Point 4 : les mouvements de gauche peuvent arriver au gouvernement mais ils ne détiennent pas pour autant le pouvoir
Le problème se pose en Équateur avec l’élection de Rafael Correa en 2006, au Venezuela avec celle d’Hugo Chávez en 1998, en Bolivie avec celle d’Evo Morales en 2005… tout comme c’était le cas avec l’élection de Salvador Allende en 1970 au Chili. La question se pose en fait pour n’importe quel mouvement de gauche qui arrive au pouvoir dans une société capitaliste. Quand une coalition électorale ou un parti de gauche arrive au gouvernement, il ne détient pas le pouvoir réel parce que le pouvoir économique est en possession de la classe capitaliste (groupes financiers, industriels, bancaires, grands médias privés, le grand commerce, etc.). Cette classe capitaliste détient le pouvoir économique. De plus, elle contrôle l’État, l’appareil judiciaire, les ministères de l’Économie et des Finances, la banque centrale... En Équateur comme en Bolivie ou au Venezuela, si le gouvernement veut réellement des changements structurels, il doit entrer en conflit avec le pouvoir économique pour pouvoir mettre fin au contrôle de la classe capitaliste sur les moyens de production, de service, de communication et sur l’État. Dans ces pays, le gouvernement est en conflit avec la classe capitaliste mais les changements structurels sur le plan économique n’ont pas encore été réalisés. Le Venezuela, qui est le pays où les changements ont le plus avancé, reste clairement un pays capitaliste (voir plus loin).
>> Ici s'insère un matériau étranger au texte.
//! GPIO assignments for the sensor board.

/// Analog input sampled by the default sensor. ADC1 channel 4 (GPIO 5 on ESP32-S3).
pub const ANALOG_INPUT_GPIO: i32 = 5;
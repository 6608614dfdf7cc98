//! Flash filesystem adapter.
//!
//! Implements [`StoragePort`] on top of `std::fs`.  Storage paths such as
//! `/settings/sen/probe.json` are resolved below a mount root, so the same
//! adapter serves the on-device FAT partition and a scratch directory on
//! the host.
//!
//! On ESP-IDF, [`mount`] registers the wear-levelled FAT partition with the
//! VFS.  Long config file names need `CONFIG_FATFS_LFN_HEAP=y` in sdkconfig.

use std::io::ErrorKind;
use std::path::{Path, PathBuf};

use log::warn;
#[cfg(target_os = "espidf")]
use log::info;

use crate::ports::{StorageError, StoragePort};

#[cfg(target_os = "espidf")]
use esp_idf_svc::sys::*;

/// Mount point of the settings partition on the device.
pub const MOUNT_POINT: &str = "/flash";
#[cfg(target_os = "espidf")]
const PARTITION_LABEL: &[u8] = b"storage\0";
#[cfg(target_os = "espidf")]
const MOUNT_POINT_C: &[u8] = b"/flash\0";

/// Mount the `storage` FAT partition at [`MOUNT_POINT`], formatting it on
/// first boot.
#[cfg(target_os = "espidf")]
pub fn mount() -> Result<(), StorageError> {
    let cfg = esp_vfs_fat_mount_config_t {
        format_if_mount_failed: true,
        max_files: 4,
        allocation_unit_size: 4096,
        ..Default::default()
    };
    let mut wl_handle: wl_handle_t = 0;
    // SAFETY: called once from main before any file access; both strings
    // are NUL-terminated statics.
    let ret = unsafe {
        esp_vfs_fat_spiflash_mount_rw_wl(
            MOUNT_POINT_C.as_ptr() as *const _,
            PARTITION_LABEL.as_ptr() as *const _,
            &cfg,
            &mut wl_handle,
        )
    };
    if ret != ESP_OK as i32 {
        warn!("FlashStorage: FAT mount failed (rc={})", ret);
        return Err(StorageError::IoError);
    }
    info!("FlashStorage: FAT partition mounted at {}", MOUNT_POINT);
    Ok(())
}

/// [`StoragePort`] rooted at a directory.
pub struct FlashStorage {
    root: PathBuf,
}

impl FlashStorage {
    pub fn new(root: impl Into<PathBuf>) -> Self {
        Self { root: root.into() }
    }

    pub fn root(&self) -> &Path {
        &self.root
    }

    fn resolve(&self, path: &str) -> PathBuf {
        self.root.join(path.trim_start_matches('/'))
    }
}

fn map_io_error(e: &std::io::Error) -> StorageError {
    match e.kind() {
        ErrorKind::NotFound => StorageError::NotFound,
        ErrorKind::StorageFull => StorageError::Full,
        _ => StorageError::IoError,
    }
}

impl StoragePort for FlashStorage {
    fn exists(&self, path: &str) -> bool {
        self.resolve(path).is_file()
    }

    fn read(&self, path: &str) -> Result<Vec<u8>, StorageError> {
        std::fs::read(self.resolve(path)).map_err(|e| map_io_error(&e))
    }

    fn write(&mut self, path: &str, data: &[u8]) -> Result<(), StorageError> {
        let full = self.resolve(path);
        if let Some(dir) = full.parent() {
            std::fs::create_dir_all(dir).map_err(|e| {
                warn!("FlashStorage: mkdir {} failed: {}", dir.display(), e);
                map_io_error(&e)
            })?;
        }
        std::fs::write(&full, data).map_err(|e| {
            warn!("FlashStorage: write {} failed: {}", full.display(), e);
            map_io_error(&e)
        })
    }
}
Essayons-nous à une comparaison historique. En 1789, quand, grâce à la Révolution, la bourgeoisie a pris le pouvoir politique en France, elle détenait déjà le pouvoir économique. Avant de conquérir le pouvoir politique en 1789, les capitalistes français étaient les créanciers du Roi de France et les propriétaires des principaux leviers du pouvoir économique (la banque, le commerce, les manufactures et une partie des terres). Après la conquête du pouvoir politique, ils ont dominé totalement l’État en en expulsant les représentants des anciennes classes dominantes (noblesse et clergé) ou en les soumettant entièrement. L’État est devenu une machine bien huilée au service de l’accumulation du capital.
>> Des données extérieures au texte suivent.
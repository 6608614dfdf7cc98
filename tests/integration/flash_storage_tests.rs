//! End-to-end tests against the real filesystem adapter and the simulated ADC.

use analog_sampler::adapters::adc::{self, AdcAdapter};
use analog_sampler::adapters::flash::FlashStorage;
use analog_sampler::ports::StoragePort;
use analog_sampler::{Acquisition, AnalogSampler};

fn scratch_root(name: &str) -> std::path::PathBuf {
    let root = std::env::temp_dir().join(format!(
        "analog-sampler-it-{}-{}",
        name,
        std::process::id()
    ));
    let _ = std::fs::remove_dir_all(&root);
    root
}

#[test]
fn defaults_survive_a_reboot() {
    let root = scratch_root("reboot");

    let mut first = AnalogSampler::new(
        "Generic Analog Input",
        5,
        "GenericAnalogInput.json",
        Acquisition::DualChannel,
        AdcAdapter::new().unwrap(),
        FlashStorage::new(&root),
    );
    first.start().unwrap();
    first
        .set_config(
            r#"{"Name":"Pot","Pin":6,"RollingAverage":true,"AverageSize":4}"#,
            true,
        )
        .unwrap();
    assert!(root.join("settings/sen/GenericAnalogInput.json").is_file());

    let mut second = AnalogSampler::new(
        "Generic Analog Input",
        5,
        "GenericAnalogInput.json",
        Acquisition::DualChannel,
        AdcAdapter::new().unwrap(),
        FlashStorage::new(&root),
    );
    second.start().unwrap();
    assert_eq!(second.config(), first.config());
    assert_eq!(second.hardware().input_pins(), &[6]);

    let _ = std::fs::remove_dir_all(&root);
}

#[test]
fn simulated_adc_feeds_the_sampler() {
    let root = scratch_root("sim");
    let mut s = AnalogSampler::new(
        "sim",
        5,
        "sim.json",
        Acquisition::DualChannel,
        AdcAdapter::new().unwrap(),
        FlashStorage::new(&root),
    );
    s.start().unwrap();
    assert!(s.storage().exists("/settings/sen/sim.json"));

    adc::sim_set_raw(3000);
    adc::sim_set_millivolts(2400);
    s.sample().unwrap();
    assert_eq!(s.values().as_slice(), &[2400.0, 3000.0]);

    let _ = std::fs::remove_dir_all(&root);
}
A la différence de la classe capitaliste, le peuple n’est pas en mesure de prendre le pouvoir économique s’il n’accède pas au gouvernement. La répétition par le peuple de l’ascension progressive vers le pouvoir qu’ont réalisée les bourgeois dans le cadre de la société féodale ou de petite production marchande est impossible. Le peuple n’accumule pas des richesses matérielles à grande échelle, il ne dirige pas les entreprises industrielles, les banques, le grand commerce et les autres services. C’est à partir du pouvoir politique que le peuple peut entreprendre les transformations au niveau de la structure économique et commencer la construction d’un nouveau type d’État basé sur l’autogestion.
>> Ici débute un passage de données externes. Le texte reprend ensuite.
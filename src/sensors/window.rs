//! Bounded rolling-average window.
//!
//! Newest sample at the front, oldest at the back.  The window size is a
//! runtime setting (`AverageSize`), so capacity is passed on every push and
//! the backing deque is sized for the largest window allowed.

use heapless::Deque;

use crate::config::MAX_AVERAGE_SIZE;

/// Fixed-capacity history of integer samples for one channel.
#[derive(Debug, Clone, Default)]
pub struct SampleWindow {
    samples: Deque<i32, MAX_AVERAGE_SIZE>,
}

impl SampleWindow {
    pub const fn new() -> Self {
        Self {
            samples: Deque::new(),
        }
    }

    /// Insert `sample` into a window of `capacity` entries and return the
    /// new mean.
    ///
    /// Entries beyond `capacity` (left over from a larger window) are
    /// trimmed first; a full window evicts its oldest entry.  `capacity`
    /// is clamped to `1..=MAX_AVERAGE_SIZE`.
    pub fn push(&mut self, sample: i32, capacity: usize) -> i32 {
        let capacity = capacity.clamp(1, MAX_AVERAGE_SIZE);
        while self.samples.len() > capacity {
            self.samples.pop_back();
        }
        if self.samples.len() == capacity {
            self.samples.pop_back();
        }
        // At most capacity - 1 entries remain, so this always fits.
        let _ = self.samples.push_front(sample);
        self.mean()
    }

    /// Arithmetic mean, truncated toward zero.  Zero when empty.
    pub fn mean(&self) -> i32 {
        if self.samples.is_empty() {
            return 0;
        }
        let sum: i64 = self.samples.iter().map(|&s| s as i64).sum();
        (sum / self.samples.len() as i64) as i32
    }

    pub fn len(&self) -> usize {
        self.samples.len()
    }

    pub fn is_empty(&self) -> bool {
        self.samples.is_empty()
    }

    /// Samples from newest to oldest.
    pub fn iter(&self) -> impl Iterator<Item = i32> + '_ {
        self.samples.iter().copied()
    }
}
//! Analog sampler library.
//!
//! A configurable analog input for the sensor framework: raw ADC counts and
//! millivolts, optional rolling-average smoothing, JSON configuration
//! persisted under `/settings/sen/`.  All ESP-IDF-specific code is guarded
//! by `#[cfg(target_os = "espidf")]` within each module, so the library
//! builds and tests on the host.

#![deny(unused_must_use)]

pub mod adapters;
pub mod config;
pub mod error;
pub mod pins;
pub mod ports;
pub mod sensors;

pub use error::{Error, Result};
pub use sensors::Sensor;
pub use sensors::analog::{Acquisition, AdcScale, AnalogSampler};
C’est pourquoi il est fondamental de mettre en place une relation interactive entre un gouvernement de gauche et le peuple. Ce dernier doit renforcer son niveau d’auto-organisation et construire d’en bas des structures de pouvoir populaire. Cette relation interactive, dialectique, peut devenir conflictuelle si le gouvernement hésite à prendre les mesures que réclame la « base ». La pression de celle-ci est vitale pour convaincre un gouvernement de gauche d’approfondir le processus des changements structurels qui implique une redistribution radicale de la richesse en faveur de celles et ceux qui la produisent. Pour cela, il s’agit de mettre fin à la propriété capitaliste des grands moyens de production, de service, de commerce et de communication, en transférant ceux-ci vers le secteur public et en développant ou en renforçant d’autres formes de propriété à fonction sociale : la petite propriété privée (notamment dans l’agriculture, la petite industrie, le commerce, les services), la propriété coopérative, la propriété collective et les formes de propriétés traditionnelles des peuples originaires (qui contiennent généralement un haut degré de propriété collective).

Point 5. La classe capitaliste livre de véritables batailles rangées contre les gouvernements du Venezuela et de Bolivie. En Équateur, la situation est un peu moins tendue.
Le Venezuela et la Bolivie connaissent de véritables batailles entre la gauche au gouvernement et la droite qui, bien qu’étant dans l’opposition, détient le pouvoir économique et médiatique (sans compter les puissants appuis qu’elle compte dans l’appareil d’État — les ministères, la justice, une partie de l’armée — et dans la hiérarchie des Églises, catholique surtout, et protestante). La situation est comparable en Équateur, même si les tensions très fortes n’ont pas pris (jusqu’ici ?) la forme de véritables batailles rangées. Peut-être parce que Rafael Correa a fait une place dans son gouvernement à des défenseurs des intérêts du grand capital. Cette hypothèse est à vérifier.
- Au Venezuela, les batailles les plus agressives livrées par la droite ont commencé après trois ans de gouvernement Chávez, c’est-à-dire début 2002. Cela a pris la forme d’affrontements majeurs comme le coup d’État d’avril 2002, la grève patronale de décembre 2002-janvier 2003, l’occupation de la place Altamira à Caracas par des généraux séditieux et des dirigeants de l’opposition politique. Elles ont commencé à fortement baisser d’intensité après août 2004 grâce à la victoire du non au référendum révocatoire du président Chávez (9). Depuis lors, la droite cherche des occasions pour reprendre l’initiative mais sa capacité de mobilisation a été fortement réduite.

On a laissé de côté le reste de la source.